Stored data
□ □ □

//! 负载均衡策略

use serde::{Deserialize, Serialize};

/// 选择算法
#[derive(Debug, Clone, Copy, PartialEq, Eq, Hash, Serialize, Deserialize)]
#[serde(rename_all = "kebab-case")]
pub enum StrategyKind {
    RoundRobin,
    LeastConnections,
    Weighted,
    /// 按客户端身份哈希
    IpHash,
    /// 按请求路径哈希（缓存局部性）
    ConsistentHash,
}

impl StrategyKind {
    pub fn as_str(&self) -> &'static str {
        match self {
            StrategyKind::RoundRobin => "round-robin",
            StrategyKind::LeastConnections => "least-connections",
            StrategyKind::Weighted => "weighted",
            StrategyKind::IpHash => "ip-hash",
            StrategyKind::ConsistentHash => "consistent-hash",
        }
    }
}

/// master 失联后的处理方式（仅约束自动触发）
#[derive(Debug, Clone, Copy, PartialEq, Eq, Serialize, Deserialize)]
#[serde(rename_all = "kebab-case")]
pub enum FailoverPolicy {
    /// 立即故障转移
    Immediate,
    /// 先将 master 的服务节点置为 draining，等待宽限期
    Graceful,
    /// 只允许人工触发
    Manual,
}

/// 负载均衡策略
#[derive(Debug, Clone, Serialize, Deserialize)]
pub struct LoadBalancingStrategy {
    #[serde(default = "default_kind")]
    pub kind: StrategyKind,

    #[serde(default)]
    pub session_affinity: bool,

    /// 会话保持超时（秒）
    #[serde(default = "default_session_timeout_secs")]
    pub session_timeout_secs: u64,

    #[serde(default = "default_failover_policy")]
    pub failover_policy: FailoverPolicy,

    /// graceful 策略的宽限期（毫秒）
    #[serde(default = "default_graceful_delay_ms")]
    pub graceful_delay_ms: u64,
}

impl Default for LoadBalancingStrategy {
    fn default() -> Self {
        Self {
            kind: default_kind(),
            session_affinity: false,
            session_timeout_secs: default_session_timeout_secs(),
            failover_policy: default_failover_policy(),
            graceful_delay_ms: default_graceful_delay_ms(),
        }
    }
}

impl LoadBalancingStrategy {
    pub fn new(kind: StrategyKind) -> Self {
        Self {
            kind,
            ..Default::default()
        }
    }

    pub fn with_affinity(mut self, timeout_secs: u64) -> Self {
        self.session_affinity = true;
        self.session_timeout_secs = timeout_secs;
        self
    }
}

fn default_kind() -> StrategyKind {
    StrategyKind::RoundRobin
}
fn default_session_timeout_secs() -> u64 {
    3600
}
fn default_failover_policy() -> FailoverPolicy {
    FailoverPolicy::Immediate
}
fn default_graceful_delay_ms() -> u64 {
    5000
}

□ □ □

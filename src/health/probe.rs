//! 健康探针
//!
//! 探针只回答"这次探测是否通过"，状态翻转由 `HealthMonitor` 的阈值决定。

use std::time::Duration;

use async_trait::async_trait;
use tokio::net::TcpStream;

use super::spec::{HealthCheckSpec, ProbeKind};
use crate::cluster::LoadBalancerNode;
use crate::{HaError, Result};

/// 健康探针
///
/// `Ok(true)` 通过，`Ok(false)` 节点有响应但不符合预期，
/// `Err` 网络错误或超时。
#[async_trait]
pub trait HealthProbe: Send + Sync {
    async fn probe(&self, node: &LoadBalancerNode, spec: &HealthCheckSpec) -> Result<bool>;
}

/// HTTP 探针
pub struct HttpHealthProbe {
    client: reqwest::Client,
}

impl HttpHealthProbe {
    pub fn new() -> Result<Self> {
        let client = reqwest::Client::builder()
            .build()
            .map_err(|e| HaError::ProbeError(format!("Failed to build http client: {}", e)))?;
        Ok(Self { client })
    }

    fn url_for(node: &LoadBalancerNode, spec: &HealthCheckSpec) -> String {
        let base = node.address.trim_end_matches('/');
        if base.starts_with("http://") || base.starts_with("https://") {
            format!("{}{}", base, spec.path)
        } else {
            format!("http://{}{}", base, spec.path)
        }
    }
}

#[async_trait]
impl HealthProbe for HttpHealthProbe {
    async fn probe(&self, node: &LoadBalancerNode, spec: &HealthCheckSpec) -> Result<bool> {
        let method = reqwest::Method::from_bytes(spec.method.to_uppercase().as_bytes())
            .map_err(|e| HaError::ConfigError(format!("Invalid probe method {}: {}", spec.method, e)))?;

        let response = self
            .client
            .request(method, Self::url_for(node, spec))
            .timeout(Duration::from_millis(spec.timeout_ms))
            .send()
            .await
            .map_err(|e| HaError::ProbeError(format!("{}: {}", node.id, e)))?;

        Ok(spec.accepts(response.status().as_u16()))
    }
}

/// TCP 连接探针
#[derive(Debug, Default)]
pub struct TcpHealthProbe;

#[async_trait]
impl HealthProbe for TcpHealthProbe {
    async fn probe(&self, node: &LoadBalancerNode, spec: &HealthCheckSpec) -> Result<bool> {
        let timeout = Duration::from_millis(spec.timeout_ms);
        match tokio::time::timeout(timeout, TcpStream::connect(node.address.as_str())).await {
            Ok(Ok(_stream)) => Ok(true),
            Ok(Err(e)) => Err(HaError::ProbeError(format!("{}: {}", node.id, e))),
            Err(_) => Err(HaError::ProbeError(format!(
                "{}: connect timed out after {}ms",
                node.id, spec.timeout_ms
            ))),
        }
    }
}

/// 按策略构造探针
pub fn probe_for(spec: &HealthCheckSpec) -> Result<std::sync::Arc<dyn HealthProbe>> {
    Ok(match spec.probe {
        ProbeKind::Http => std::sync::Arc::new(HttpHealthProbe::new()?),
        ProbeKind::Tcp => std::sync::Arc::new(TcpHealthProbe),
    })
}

□ □ □

The word to find is "Weighted". Copy every line of the records that holds it.

    Weighted,
            StrategyKind::Weighted => "weighted",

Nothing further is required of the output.